Input records START

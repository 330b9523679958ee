//! HTTP API endpoints for the Sectionwise dashboard.
//!
//! # Endpoints
//!
//! - `POST /api/setup` - Test the LMS connection
//! - `GET /api/course` - Course overview
//! - `POST /api/sections` - Create a section
//! - `POST /api/allocation/plan` - Propose an allocation
//! - `POST /api/allocation/commit` - Commit a proposed allocation
//! - `POST /api/allocation/auto` - Sync, plan and commit in one go
//! - `POST /api/students/move` - Move one student
//! - `POST /api/staff/promote` - Promote a staff member to facilitator
//! - `GET /api/audit` - Query the audit log
//!
//! # Example
//!
//! ```no_run
//! use sectionwise_core::{create_router, Config, CourseSession};
//!
//! # async fn example() -> Result<(), Box<dyn std::error::Error>> {
//! let session = CourseSession::connect(Config::load()?)?;
//! let router = create_router(session);
//! let listener = tokio::net::TcpListener::bind("0.0.0.0:3000").await?;
//! axum::serve(listener, router).await?;
//! # Ok(())
//! # }
//! ```

use std::sync::Arc;

use axum::{
    extract::{Query, State},
    http::StatusCode,
    response::{IntoResponse, Response},
    routing::{get, post},
    Json, Router,
};
use sectionwise_audit::{AuditError, AuditPage, AuditQuery};
use sectionwise_lms::{Course, LmsGateway, Section, UserId};
use serde::{Deserialize, Serialize};
use tower_http::{
    cors::{Any, CorsLayer},
    trace::TraceLayer,
};
use tracing::{info, warn};

use crate::allocation::{plan_allocation, AllocationOutcome, AllocationPlan, SectionNaming};
use crate::error::SectionwiseError;
use crate::promotion::{PromotionOutcome, PromotionTarget};
use crate::session::{CourseOverview, CourseSession};
use crate::transfer::{MoveOutcome, MoveRequest};

// ============================================================================
// Request/Response Types
// ============================================================================

/// Response body for the setup endpoint.
#[derive(Debug, Clone, Serialize, Deserialize)]
#[serde(rename_all = "camelCase")]
pub struct SetupResponse {
    /// Whether the LMS answered.
    pub connected: bool,
    /// The configured course.
    pub course: Course,
}

/// Request body for the create section endpoint.
#[derive(Debug, Clone, Deserialize)]
pub struct CreateSectionRequest {
    /// Name of the new section.
    pub name: String,
}

/// Request body for the promote endpoint.
#[derive(Debug, Clone, Default, Deserialize)]
#[serde(rename_all = "camelCase")]
pub struct PromoteRequest {
    /// User to promote; the credential's own user when absent.
    #[serde(default)]
    pub user_id: Option<UserId>,
}

/// Query parameters of the audit endpoint.
#[derive(Debug, Clone, Default, Deserialize)]
pub struct AuditParams {
    /// 1-based page.
    pub page: Option<usize>,
    /// Page size.
    pub limit: Option<usize>,
    /// Severity filter, or `all`.
    pub severity: Option<String>,
    /// Category filter, or `all`.
    pub category: Option<String>,
}

/// Error response body returned on failure.
#[derive(Debug, Clone, Serialize, Deserialize)]
#[serde(rename_all = "camelCase")]
pub struct ErrorResponse {
    /// Description of the error.
    pub error: String,
    /// Stable error tag.
    pub kind: String,
    /// Offending entity, when there is one.
    #[serde(default, skip_serializing_if = "Option::is_none")]
    pub entity_id: Option<String>,
}

// ============================================================================
// API Error Type
// ============================================================================

/// Internal error type for API handlers.
#[derive(Debug)]
enum ApiError {
    /// An engine operation failed.
    Operation(SectionwiseError),
    /// A query parameter could not be parsed.
    BadQuery(AuditError),
}

impl From<SectionwiseError> for ApiError {
    fn from(err: SectionwiseError) -> Self {
        Self::Operation(err)
    }
}

impl From<AuditError> for ApiError {
    fn from(err: AuditError) -> Self {
        Self::BadQuery(err)
    }
}

/// Maps an engine error onto an HTTP status.
const fn status_for(err: &SectionwiseError) -> StatusCode {
    match err {
        SectionwiseError::ConfigParseError { .. }
        | SectionwiseError::ConfigurationError { .. }
        | SectionwiseError::InvalidRequest(_) => StatusCode::BAD_REQUEST,
        SectionwiseError::NoFacilitators => StatusCode::UNPROCESSABLE_ENTITY,
        SectionwiseError::DuplicateSectionName { .. } => StatusCode::CONFLICT,
        SectionwiseError::EnrollmentNotFound { .. } => StatusCode::NOT_FOUND,
        SectionwiseError::UpstreamUnavailable { .. }
        | SectionwiseError::MalformedRecord { .. }
        | SectionwiseError::SectionCreateFailed { .. }
        | SectionwiseError::CreateFailed { .. }
        | SectionwiseError::DeleteFailed { .. } => StatusCode::BAD_GATEWAY,
        SectionwiseError::Io(_) | SectionwiseError::Json(_) => StatusCode::INTERNAL_SERVER_ERROR,
    }
}

impl IntoResponse for ApiError {
    fn into_response(self) -> Response {
        let (status, body) = match self {
            Self::Operation(err) => {
                let status = status_for(&err);
                if status.is_server_error() {
                    warn!(kind = err.kind(), error = %err, "Request failed");
                } else {
                    info!(kind = err.kind(), error = %err, "Request rejected");
                }
                (
                    status,
                    ErrorResponse {
                        error: err.to_string(),
                        kind: err.kind().to_string(),
                        entity_id: err.entity_id(),
                    },
                )
            }
            Self::BadQuery(err) => (
                StatusCode::BAD_REQUEST,
                ErrorResponse {
                    error: err.to_string(),
                    kind: "invalid_request".to_string(),
                    entity_id: None,
                },
            ),
        };

        (status, Json(body)).into_response()
    }
}

type Shared<G> = State<Arc<CourseSession<G>>>;

// ============================================================================
// Router Setup
// ============================================================================

/// Creates the HTTP router with all API endpoints.
///
/// # Returns
///
/// An axum `Router` configured with:
/// - All API routes under `/api`
/// - CORS middleware for the dashboard
/// - Tracing middleware for request logging
pub fn create_router<G: LmsGateway + 'static>(session: CourseSession<G>) -> Router {
    let cors = CorsLayer::new()
        .allow_origin(Any)
        .allow_methods(Any)
        .allow_headers(Any);

    let api_routes = Router::new()
        .route("/setup", post(handle_setup::<G>))
        .route("/course", get(handle_course::<G>))
        .route("/sections", post(handle_create_section::<G>))
        .route("/allocation/plan", post(handle_plan::<G>))
        .route("/allocation/commit", post(handle_commit::<G>))
        .route("/allocation/auto", post(handle_auto_allocate::<G>))
        .route("/students/move", post(handle_move::<G>))
        .route("/staff/promote", post(handle_promote::<G>))
        .route("/audit", get(handle_audit::<G>));

    Router::new()
        .nest("/api", api_routes)
        .layer(TraceLayer::new_for_http())
        .layer(cors)
        .with_state(Arc::new(session))
}

// ============================================================================
// Handlers
// ============================================================================

/// Handler for `POST /api/setup`.
async fn handle_setup<G: LmsGateway>(
    State(session): Shared<G>,
) -> Result<Json<SetupResponse>, ApiError> {
    let course = session.test_connection().await?;
    Ok(Json(SetupResponse {
        connected: true,
        course,
    }))
}

/// Handler for `GET /api/course`.
async fn handle_course<G: LmsGateway>(
    State(session): Shared<G>,
) -> Result<Json<CourseOverview>, ApiError> {
    Ok(Json(session.overview().await?))
}

/// Handler for `POST /api/sections`.
async fn handle_create_section<G: LmsGateway>(
    State(session): Shared<G>,
    Json(request): Json<CreateSectionRequest>,
) -> Result<(StatusCode, Json<Section>), ApiError> {
    let section = session.create_section(&request.name).await?;
    Ok((StatusCode::CREATED, Json(section)))
}

/// Handler for `POST /api/allocation/plan`.
async fn handle_plan<G: LmsGateway>(
    State(session): Shared<G>,
) -> Result<Json<AllocationPlan>, ApiError> {
    let roster = session.sync().await?;
    let plan = plan_allocation(
        &roster.students,
        &roster.facilitators,
        &SectionNaming::default(),
    )?;
    info!(
        students = plan.total_students,
        sections = plan.sections.len(),
        "Allocation planned"
    );
    Ok(Json(plan))
}

/// Handler for `POST /api/allocation/commit`.
///
/// Runs to completion in the request task.
async fn handle_commit<G: LmsGateway>(
    State(session): Shared<G>,
    Json(plan): Json<AllocationPlan>,
) -> Result<Json<AllocationOutcome>, ApiError> {
    Ok(Json(session.commit_allocation(&plan).await?))
}

/// Handler for `POST /api/allocation/auto`.
async fn handle_auto_allocate<G: LmsGateway>(
    State(session): Shared<G>,
) -> Result<Json<AllocationOutcome>, ApiError> {
    Ok(Json(session.auto_allocate().await?))
}

/// Handler for `POST /api/students/move`.
async fn handle_move<G: LmsGateway>(
    State(session): Shared<G>,
    Json(request): Json<MoveRequest>,
) -> Result<Json<MoveOutcome>, ApiError> {
    Ok(Json(session.move_student(&request).await?))
}

/// Handler for `POST /api/staff/promote`.
async fn handle_promote<G: LmsGateway>(
    State(session): Shared<G>,
    Json(request): Json<PromoteRequest>,
) -> Result<Json<PromotionOutcome>, ApiError> {
    let target = PromotionTarget::from(request.user_id);
    Ok(Json(session.promote(target).await?))
}

/// Handler for `GET /api/audit`.
async fn handle_audit<G: LmsGateway>(
    State(session): Shared<G>,
    Query(params): Query<AuditParams>,
) -> Result<Json<AuditPage>, ApiError> {
    let query = AuditQuery::from_params(
        params.page,
        params.limit,
        params.severity.as_deref(),
        params.category.as_deref(),
    )?;
    Ok(Json(session.audit_log(&query).await?))
}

Input records END

Out of the records above, pick each line that contains the string "body".

/// Response body for the setup endpoint.
/// Request body for the create section endpoint.
/// Request body for the promote endpoint.
/// Error response body returned on failure.
        let (status, body) = match self {
        (status, Json(body)).into_response()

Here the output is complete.